◆ **RECORDS FOR THIS TASK**
//! # Command Surface
//!
//! Purpose: Expose a compact async string API over whichever connection the
//! builder produced, so callers never see the topology.
//!
//! ## Design Principles
//! 1. **Facade Pattern**: `CommandSurface` hides routing and protocol details.
//! 2. **Pass-Through**: One call is one backend command; no retries, no
//!    serialization.
//! 3. **Fail Fast**: Reply types that do not match the command surface as
//!    errors immediately.

use std::sync::Arc;
use std::time::Duration;

use kvlink_common::{CommandError, CommandResult, TopologyKind};

use crate::backend::BackendConnection;
use crate::handle::ConnectionHandle;
use crate::resp::RespValue;

/// Topology-agnostic get/set interface.
///
/// Shared between tasks through `Arc`; every method takes `&self`.
pub struct CommandSurface {
    connection: Arc<dyn BackendConnection>,
    kind: TopologyKind,
}

impl CommandSurface {
    pub fn new(handle: &ConnectionHandle) -> Self {
        CommandSurface {
            connection: handle.connection(),
            kind: handle.kind(),
        }
    }

    /// Topology behind the surface, for diagnostics only.
    pub fn kind(&self) -> TopologyKind {
        self.kind
    }

    /// Fetches a value. A missing key is [`CommandError::NotFound`].
    pub async fn get(&self, key: &str) -> CommandResult<String> {
        match self.connection.execute(&[b"GET", key.as_bytes()]).await? {
            RespValue::Bulk(Some(data)) => into_string(data),
            RespValue::Bulk(None) => Err(CommandError::NotFound),
            other => Err(unexpected(other)),
        }
    }

    /// Stores a value without expiration.
    pub async fn set(&self, key: &str, value: &str) -> CommandResult<()> {
        match self
            .connection
            .execute(&[b"SET", key.as_bytes(), value.as_bytes()])
            .await?
        {
            RespValue::Simple(_) => Ok(()),
            other => Err(unexpected(other)),
        }
    }

    /// Stores a value with an expiration, sent as `EX` for whole seconds and
    /// `PX` otherwise. The backend validates the duration.
    pub async fn set_ex(&self, key: &str, value: &str, ttl: Duration) -> CommandResult<()> {
        let (unit, amount): (&[u8], u64) = if ttl.subsec_millis() == 0 {
            (&b"EX"[..], ttl.as_secs())
        } else {
            (&b"PX"[..], ttl.as_millis().min(u64::MAX as u128) as u64)
        };
        let (digits, len) = encode_u64(amount);
        match self
            .connection
            .execute(&[b"SET", key.as_bytes(), value.as_bytes(), unit, &digits[..len]])
            .await?
        {
            RespValue::Simple(_) => Ok(()),
            other => Err(unexpected(other)),
        }
    }

    /// Deletes a key. Returns true when a key was removed.
    pub async fn delete(&self, key: &str) -> CommandResult<bool> {
        match self.connection.execute(&[b"DEL", key.as_bytes()]).await? {
            RespValue::Integer(count) => Ok(count > 0),
            other => Err(unexpected(other)),
        }
    }

    /// Pings the backend and returns its reply text.
    pub async fn ping(&self) -> CommandResult<String> {
        match self.connection.execute(&[b"PING"]).await? {
            RespValue::Simple(text) | RespValue::Bulk(Some(text)) => into_string(text),
            other => Err(unexpected(other)),
        }
    }
}

fn unexpected(reply: RespValue) -> CommandError {
    match reply.error_message() {
        Some(message) => CommandError::Server { message },
        None => CommandError::UnexpectedResponse,
    }
}

fn into_string(data: Vec<u8>) -> CommandResult<String> {
    String::from_utf8(data).map_err(|_| CommandError::Protocol("reply is not valid UTF-8"))
}

fn encode_u64(mut value: u64) -> ([u8; 20], usize) {
    // Stack buffer keeps conversion allocation-free.
    let mut buf = [0u8; 20];
    let mut len = 0;
    if value == 0 {
        buf[0] = b'0';
        return (buf, 1);
    }
    while value > 0 {
        buf[len] = b'0' + (value % 10) as u8;
        value /= 10;
        len += 1;
    }
    buf[..len].reverse();
    (buf, len)
}
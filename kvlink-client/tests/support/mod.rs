//! Fake RESP2 servers for integration tests.
//!
//! Each server accepts one connection on a std thread and answers a fixed
//! number of commands through the supplied handler.

#![allow(dead_code)]

use std::io::{BufRead, BufReader, Read, Write};
use std::net::{TcpListener, TcpStream};
use std::thread;
use std::time::Duration;

use kvlink_client::BackendSettings;

pub fn bind() -> (TcpListener, String) {
    let listener = TcpListener::bind("127.0.0.1:0").expect("bind");
    let addr = listener.local_addr().expect("addr").to_string();
    (listener, addr)
}

/// Address nothing listens on.
pub fn dead_address() -> String {
    let (listener, addr) = bind();
    drop(listener);
    addr
}

pub fn port_of(addr: &str) -> u16 {
    addr.rsplit_once(':').expect("port").1.parse().expect("numeric port")
}

pub fn serve<F>(listener: TcpListener, expected_commands: usize, mut handler: F)
where
    F: FnMut(usize, Vec<Vec<u8>>, &mut TcpStream) + Send + 'static,
{
    serve_connections(listener, vec![expected_commands], move |_, idx, args, stream| {
        handler(idx, args, stream)
    });
}

/// Accepts one connection per entry of `commands_per_connection`, in order.
/// Each connection is dropped once its commands are answered.
pub fn serve_connections<F>(listener: TcpListener, commands_per_connection: Vec<usize>, mut handler: F)
where
    F: FnMut(usize, usize, Vec<Vec<u8>>, &mut TcpStream) + Send + 'static,
{
    thread::spawn(move || {
        for (conn_idx, expected_commands) in commands_per_connection.into_iter().enumerate() {
            let (mut stream, _) = listener.accept().expect("accept");
            let _ = stream.set_read_timeout(Some(Duration::from_secs(2)));
            let mut reader = BufReader::new(stream.try_clone().expect("clone"));
            for idx in 0..expected_commands {
                let args = read_command(&mut reader).expect("read command");
                handler(conn_idx, idx, args, &mut stream);
            }
        }
    });
}

pub fn spawn_server<F>(expected_commands: usize, handler: F) -> String
where
    F: FnMut(usize, Vec<Vec<u8>>, &mut TcpStream) + Send + 'static,
{
    let (listener, addr) = bind();
    serve(listener, expected_commands, handler);
    addr
}

pub fn settings(host: impl Into<String>) -> BackendSettings {
    BackendSettings::new(host).with_timeout(2_000)
}

fn read_command(reader: &mut BufReader<TcpStream>) -> std::io::Result<Vec<Vec<u8>>> {
    let mut line = Vec::new();
    read_line(reader, &mut line)?.ok_or_else(eof)?;
    if line.first() != Some(&b'*') {
        return Err(invalid("expected array"));
    }
    let count = parse_usize(&line[1..])?;
    let mut args = Vec::with_capacity(count);
    for _ in 0..count {
        read_line(reader, &mut line)?.ok_or_else(eof)?;
        if line.first() != Some(&b'$') {
            return Err(invalid("expected bulk"));
        }
        let len = parse_usize(&line[1..])?;
        let mut data = vec![0u8; len];
        reader.read_exact(&mut data)?;
        let mut crlf = [0u8; 2];
        reader.read_exact(&mut crlf)?;
        if crlf != [b'\r', b'\n'] {
            return Err(invalid("missing crlf"));
        }
        args.push(data);
    }
    Ok(args)
}

fn read_line(reader: &mut BufReader<TcpStream>, buf: &mut Vec<u8>) -> std::io::Result<Option<()>> {
    buf.clear();
    let bytes = reader.read_until(b'\n', buf)?;
    if bytes == 0 {
        return Ok(None);
    }
    if buf.len() < 2 || buf[buf.len() - 2] != b'\r' {
        return Err(invalid("invalid line"));
    }
    buf.truncate(buf.len() - 2);
    Ok(Some(()))
}

fn parse_usize(data: &[u8]) -> std::io::Result<usize> {
    if data.is_empty() || !data.iter().all(u8::is_ascii_digit) {
        return Err(invalid("digit"));
    }
    Ok(data
        .iter()
        .fold(0usize, |acc, &b| acc.saturating_mul(10).saturating_add((b - b'0') as usize)))
}

fn eof() -> std::io::Error {
    std::io::Error::new(std::io::ErrorKind::UnexpectedEof, "eof")
}

fn invalid(message: &str) -> std::io::Error {
    std::io::Error::new(std::io::ErrorKind::InvalidData, message.to_string())
}

pub fn write_raw(stream: &mut TcpStream, data: &[u8]) {
    let _ = stream.write_all(data);
    let _ = stream.flush();
}

pub fn write_simple(stream: &mut TcpStream, msg: &str) {
    write_raw(stream, format!("+{}\r\n", msg).as_bytes());
}

pub fn write_error(stream: &mut TcpStream, msg: &str) {
    write_raw(stream, format!("-{}\r\n", msg).as_bytes());
}

pub fn write_bulk(stream: &mut TcpStream, data: &[u8]) {
    let mut frame = format!("${}\r\n", data.len()).into_bytes();
    frame.extend_from_slice(data);
    frame.extend_from_slice(b"\r\n");
    write_raw(stream, &frame);
}

pub fn write_null(stream: &mut TcpStream) {
    write_raw(stream, b"$-1\r\n");
}

pub fn write_integer(stream: &mut TcpStream, value: i64) {
    write_raw(stream, format!(":{}\r\n", value).as_bytes());
}

/// `CLUSTER SLOTS` reply assigning every slot to one primary.
pub fn write_single_owner_slots(stream: &mut TcpStream, host: &str, port: u16) {
    let frame = format!(
        "*1\r\n*3\r\n:0\r\n:16383\r\n*3\r\n${}\r\n{}\r\n:{}\r\n$7\r\nnode-id\r\n",
        host.len(),
        host,
        port
    );
    write_raw(stream, frame.as_bytes());
}

pub fn args_eq(args: &[Vec<u8>], expected: &[&str]) -> bool {
    args.len() == expected.len() && args.iter().zip(expected).all(|(a, e)| a == e.as_bytes())
}
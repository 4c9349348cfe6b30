//! Backend credential that never leaks into logs.

use std::fmt;

use serde::{Deserialize, Deserializer, Serialize, Serializer};
use zeroize::{Zeroize, ZeroizeOnDrop};

/// Password sent with `AUTH` on every node connection.
///
/// `Debug`, `Display`, and `Serialize` all print `[REDACTED]`; the buffer is
/// wiped when the value is dropped.
#[derive(Clone, PartialEq, Eq, Zeroize, ZeroizeOnDrop)]
pub struct Credential(String);

impl Credential {
    pub fn new(password: impl Into<String>) -> Self {
        Credential(password.into())
    }

    /// Returns the raw password. Only the wire encoder should call this.
    pub fn expose(&self) -> &str {
        &self.0
    }
}

impl fmt::Display for Credential {
    fn fmt(&self, f: &mut fmt::Formatter<'_>) -> fmt::Result {
        write!(f, "[REDACTED]")
    }
}

impl fmt::Debug for Credential {
    fn fmt(&self, f: &mut fmt::Formatter<'_>) -> fmt::Result {
        write!(f, "Credential([REDACTED])")
    }
}

impl<'de> Deserialize<'de> for Credential {
    fn deserialize<D>(deserializer: D) -> Result<Self, D::Error>
    where
        D: Deserializer<'de>,
    {
        String::deserialize(deserializer).map(Credential)
    }
}

impl Serialize for Credential {
    fn serialize<S>(&self, serializer: S) -> Result<S::Ok, S::Error>
    where
        S: Serializer,
    {
        "[REDACTED]".serialize(serializer)
    }
}
//! # Error Types
//!
//! Purpose: Separate startup failures, which abort the process, from
//! per-command failures, which are handed back to the caller.
//!
//! ## Design Principles
//! 1. **Typed Taxonomy**: Each rejection path has its own variant so callers
//!    and tests can match on the kind instead of parsing messages.
//! 2. **Fail Fast**: Configuration problems surface before any socket opens.
//! 3. **No Secrets**: Messages carry endpoints and reasons, never credentials.

use std::time::Duration;

use thiserror::Error;

/// Result type for parsing, selection, and build steps.
pub type SetupResult<T> = Result<T, SetupError>;

/// Result type for commands issued through the command surface.
pub type CommandResult<T> = Result<T, CommandError>;

/// Startup failures. Every variant is fatal to bootstrap.
#[derive(Debug, Error)]
pub enum SetupError {
    /// A host entry is missing or malformed.
    #[error("invalid endpoint `{entry}`: {reason}")]
    InvalidEndpoint { entry: String, reason: &'static str },

    /// A port segment is not a number in 0..=65535.
    #[error("invalid port `{port}` in endpoint `{entry}`")]
    InvalidPort { entry: String, port: String },

    /// Settings are contradictory or incomplete.
    #[error("configuration error: {message}")]
    Configuration { message: String },

    /// Network or authentication failure while opening the connection.
    #[error("connection to {target} failed: {source}")]
    Connection {
        target: String,
        #[source]
        source: CommandError,
    },

    /// Builder failure not covered by the other kinds.
    #[error("build error: {message}")]
    Build { message: String },
}

impl SetupError {
    pub fn configuration(message: impl Into<String>) -> Self {
        SetupError::Configuration {
            message: message.into(),
        }
    }

    pub fn build(message: impl Into<String>) -> Self {
        SetupError::Build {
            message: message.into(),
        }
    }
}

/// Per-call failures returned by the command surface.
#[derive(Debug, Error)]
pub enum CommandError {
    /// The key does not exist.
    #[error("key not found")]
    NotFound,

    /// Socket read/write failure.
    #[error("io error: {0}")]
    Io(#[from] std::io::Error),

    /// The exchange did not complete within the configured timeout.
    #[error("timed out after {0:?}")]
    Timeout(Duration),

    /// RESP2 framing violation.
    #[error("protocol error: {0}")]
    Protocol(&'static str),

    /// The backend answered with an error reply.
    #[error("server error: {message}")]
    Server { message: String },

    /// Reply type did not match the command.
    #[error("unexpected response")]
    UnexpectedResponse,

    /// Cluster redirects did not settle on an owning node.
    #[error("too many cluster redirects ({redirects})")]
    Redirect { redirects: usize },

    /// The connection was closed by the lifecycle manager.
    #[error("connection closed")]
    Closed,
}

impl CommandError {
    /// Returns true when the backend rejected the command itself rather than
    /// the transport failing.
    pub fn is_server_reply(&self) -> bool {
        matches!(self, CommandError::Server { .. })
    }

    /// Returns true when the socket can no longer be trusted to be in sync
    /// with the backend and must be discarded.
    pub fn is_transport(&self) -> bool {
        matches!(
            self,
            CommandError::Io(_) | CommandError::Timeout(_) | CommandError::Protocol(_)
        )
    }
}

#[cfg(test)]
mod tests {
    use super::*;

    #[test]
    fn connection_error_keeps_source() {
        let err = SetupError::Connection {
            target: "127.0.0.1:6379".to_string(),
            source: CommandError::Timeout(Duration::from_millis(5)),
        };
        assert!(err.to_string().contains("127.0.0.1:6379"));
        assert!(std::error::Error::source(&err).is_some());
    }

    #[test]
    fn invalid_port_message_names_entry() {
        let err = SetupError::InvalidPort {
            entry: "a:xx".to_string(),
            port: "xx".to_string(),
        };
        assert_eq!(err.to_string(), "invalid port `xx` in endpoint `a:xx`");
    }
}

◆ **AIM OF THE EXERCISE**
Throughout the records above, find the lines in which the word "Display" appears and return them.

◆ **THE ANSWER**
/// `Debug`, `Display`, and `Serialize` all print `[REDACTED]`; the buffer is
impl fmt::Display for Credential {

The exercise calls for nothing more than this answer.